What is the expectation of G? What is the variance of G? Example 6.13 A girl scout troop has 100 boxes of cookies to sell. Of these 100 boxes, 60 are thin mints and 40 are Samoas. 10 boxes are randomly selected to be sold at the White County Fair. Let S be the number of boxes of Samoas selected to go to the fair. What is the distribution of S as well as the value(s) of its parameter(s)? Find the probability that S is 0. Suppose that thin mints can sell for $4 and Samoas can sell for $3.50. What is the expected value and standard deviation of the amount of money the girl scouts will make at the fair (assume that all 10 selected boxes will be sold). Example 6.14 Tom Maloney decided to hang out with friends the night before his quiz and did not study. He has no knowledge of any of the material on the quiz. The quiz consists of 5 multiple choice questions with 3 possible answers each.
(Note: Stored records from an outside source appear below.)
//! Skill, listing, transaction and review tests against SQLite.

mod support;

use sea_orm::{ConnectionTrait, Statement};

use common::AppError;
use domain::{NewListing, NewReview, NewTransaction, TransactionStatus};
use marketplace_service_lib::service::ServiceContainer;

use support::{create_listing, create_skill, create_user, setup};

#[tokio::test]
async fn test_carpentry_scenario() {
    let (_db, services) = setup().await;
    let carpentry = create_skill(&services, "Carpentry").await;
    let u1 = create_user(&services, "u1").await;
    let u2 = create_user(&services, "u2").await;
    let listing = create_listing(&services, &u1, &carpentry, "Build a shelf").await;

    let tx = services
        .transactions()
        .request_transaction(NewTransaction {
            listing_id: listing.id,
            requester_id: u2.id,
        })
        .await
        .unwrap();
    assert_eq!(tx.status, TransactionStatus::Pending);
    assert!(tx.completed_at.is_none());

    services.transactions().complete_transaction(tx.id).await.unwrap();

    let fetched = services.transactions().get_transaction(tx.id).await.unwrap();
    assert_eq!(fetched.status, TransactionStatus::Completed);
    assert!(fetched.completed_at.is_some());
}

#[tokio::test]
async fn test_skill_association_is_symmetric() {
    let (_db, services) = setup().await;
    let user = create_user(&services, "maria").await;
    let skill = create_skill(&services, "Pottery").await;
    let other = create_skill(&services, "Weaving").await;

    services
        .skills()
        .add_user_skill(user.id, skill.id, Some("expert".to_string()))
        .await
        .unwrap();
    services
        .skills()
        .add_user_skill(user.id, other.id, None)
        .await
        .unwrap();

    let skills = services.users().skills(user.id).await.unwrap();
    let pottery: Vec<_> = skills.iter().filter(|s| s.skill.id == skill.id).collect();
    assert_eq!(pottery.len(), 1);
    assert_eq!(pottery[0].proficiency_level.as_deref(), Some("expert"));

    let holders = services.skills().users(skill.id).await.unwrap();
    assert_eq!(holders.len(), 1);
    assert_eq!(holders[0].user.id, user.id);
    assert_eq!(holders[0].proficiency_level.as_deref(), Some("expert"));
}

#[tokio::test]
async fn test_duplicate_skill_pairing_is_constraint_violation() {
    let (_db, services) = setup().await;
    let user = create_user(&services, "ivan").await;
    let skill = create_skill(&services, "Tiling").await;

    services
        .skills()
        .add_user_skill(user.id, skill.id, Some("novice".to_string()))
        .await
        .unwrap();
    let result = services
        .skills()
        .add_user_skill(user.id, skill.id, Some("expert".to_string()))
        .await;
    assert!(matches!(result, Err(AppError::ConstraintViolation(_))));

    let updated = services
        .skills()
        .set_proficiency(user.id, skill.id, Some("expert".to_string()))
        .await
        .unwrap();
    assert_eq!(updated.proficiency_level.as_deref(), Some("expert"));

    services
        .skills()
        .remove_user_skill(user.id, skill.id)
        .await
        .unwrap();
    assert!(services.users().skills(user.id).await.unwrap().is_empty());
}

#[tokio::test]
async fn test_listing_with_unknown_owner_is_constraint_violation() {
    let (_db, services) = setup().await;
    let skill = create_skill(&services, "Roofing").await;

    let result = services
        .listings()
        .create_listing(NewListing {
            user_id: 999,
            skill_id: skill.id,
            title: "Patch a roof".to_string(),
            description: None,
        })
        .await;

    assert!(matches!(result, Err(AppError::ConstraintViolation(_))));
}

#[tokio::test]
async fn test_relation_views() {
    let (_db, services) = setup().await;
    let owner = create_user(&services, "owner").await;
    let buyer = create_user(&services, "buyer").await;
    let skill = create_skill(&services, "Sewing").await;
    let first = create_listing(&services, &owner, &skill, "Hem trousers").await;
    let second = create_listing(&services, &owner, &skill, "Patch a jacket").await;

    services
        .transactions()
        .request_transaction(NewTransaction {
            listing_id: second.id,
            requester_id: buyer.id,
        })
        .await
        .unwrap();

    let owned = services.users().listings(owner.id).await.unwrap();
    assert_eq!(
        owned.iter().map(|l| l.id).collect::<Vec<_>>(),
        vec![first.id, second.id]
    );
    assert_eq!(services.skills().listings(skill.id).await.unwrap().len(), 2);
    assert!(services.listings().transactions(first.id).await.unwrap().is_empty());
    assert_eq!(services.listings().transactions(second.id).await.unwrap().len(), 1);
    assert_eq!(services.users().transactions(buyer.id).await.unwrap().len(), 1);
    assert!(services.users().transactions(owner.id).await.unwrap().is_empty());
}

#[tokio::test]
async fn test_terminal_statuses_do_not_move() {
    let (_db, services) = setup().await;
    let owner = create_user(&services, "owner").await;
    let buyer = create_user(&services, "buyer").await;
    let skill = create_skill(&services, "Painting").await;
    let listing = create_listing(&services, &owner, &skill, "Paint a fence").await;
    let request = NewTransaction {
        listing_id: listing.id,
        requester_id: buyer.id,
    };

    let cancelled = services.transactions().request_transaction(request).await.unwrap();
    let cancelled = services
        .transactions()
        .cancel_transaction(cancelled.id)
        .await
        .unwrap();
    assert_eq!(cancelled.status, TransactionStatus::Cancelled);
    assert!(cancelled.completed_at.is_none());

    let result = services.transactions().complete_transaction(cancelled.id).await;
    assert!(matches!(result, Err(AppError::BusinessRule(_))));

    let completed = services.transactions().request_transaction(request).await.unwrap();
    services
        .transactions()
        .complete_transaction(completed.id)
        .await
        .unwrap();
    let result = services.transactions().cancel_transaction(completed.id).await;
    assert!(matches!(result, Err(AppError::BusinessRule(_))));

    let unchanged = services
        .transactions()
        .get_transaction(completed.id)
        .await
        .unwrap();
    assert_eq!(unchanged.status, TransactionStatus::Completed);
    assert!(unchanged.completed_at.is_some());
}

#[tokio::test]
async fn test_requesting_own_listing_is_rejected() {
    let (_db, services) = setup().await;
    let owner = create_user(&services, "owner").await;
    let skill = create_skill(&services, "Baking").await;
    let listing = create_listing(&services, &owner, &skill, "Bake bread").await;

    let result = services
        .transactions()
        .request_transaction(NewTransaction {
            listing_id: listing.id,
            requester_id: owner.id,
        })
        .await;

    assert!(matches!(result, Err(AppError::BusinessRule(_))));
    assert!(services.listings().transactions(listing.id).await.unwrap().is_empty());
}

#[tokio::test]
async fn test_reviews_between_parties() {
    let (_db, services) = setup().await;
    let owner = create_user(&services, "owner").await;
    let buyer = create_user(&services, "buyer").await;
    let skill = create_skill(&services, "Gardening").await;
    let listing = create_listing(&services, &owner, &skill, "Prune a hedge").await;
    let tx = services
        .transactions()
        .request_transaction(NewTransaction {
            listing_id: listing.id,
            requester_id: buyer.id,
        })
        .await
        .unwrap();

    let self_review = services
        .reviews()
        .create_review(NewReview {
            transaction_id: tx.id,
            reviewer_id: buyer.id,
            reviewee_id: buyer.id,
            rating: 5,
            comment: None,
        })
        .await;
    assert!(matches!(self_review, Err(AppError::BusinessRule(_))));

    let review = services
        .reviews()
        .create_review(NewReview {
            transaction_id: tx.id,
            reviewer_id: buyer.id,
            reviewee_id: owner.id,
            rating: 4,
            comment: Some("Tidy work".to_string()),
        })
        .await
        .unwrap();

    assert_eq!(services.transactions().reviews(tx.id).await.unwrap(), vec![review.clone()]);
    assert_eq!(services.users().reviews_given(buyer.id).await.unwrap().len(), 1);
    assert_eq!(services.users().reviews_received(owner.id).await.unwrap().len(), 1);
    assert!(services.users().reviews_received(buyer.id).await.unwrap().is_empty());

    // Reviews pin their transaction
    let result = services.transactions().delete_transaction(tx.id).await;
    assert!(matches!(result, Err(AppError::ConstraintViolation(_))));

    services.reviews().delete_review(review.id).await.unwrap();
    services.transactions().delete_transaction(tx.id).await.unwrap();
    assert!(matches!(
        services.transactions().get_transaction(tx.id).await,
        Err(AppError::NotFound)
    ));
}

#[tokio::test]
async fn test_unknown_status_rejected_by_check_constraint() {
    let (db, services) = setup().await;
    let owner = create_user(&services, "owner").await;
    let buyer = create_user(&services, "buyer").await;
    let skill = create_skill(&services, "Masonry").await;
    let listing = create_listing(&services, &owner, &skill, "Lay bricks").await;

    let conn = db.connection();
    let sql = format!(
        "INSERT INTO transactions (listing_id, requester_id, status, created_at) \
         VALUES ({}, {}, 'refunded', CURRENT_TIMESTAMP)",
        listing.id, buyer.id
    );
    let result = conn
        .execute(Statement::from_string(conn.get_database_backend(), sql))
        .await
        .map_err(AppError::from);

    assert!(matches!(result, Err(AppError::ConstraintViolation(_))));
}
Let T be the number of answers that Tom correctly guesses. What is the distribution and parameter(s) of T? What is the probability that Tom gets at least a B (on our grading scale)? Example 6.15 Flaws on a used computer tape occur on the average of one flaw per 1,200 feet. Let X denote the number of flaws in a 4,800 foot roll. Name the distribution of X. What is the probability that X is at least 1?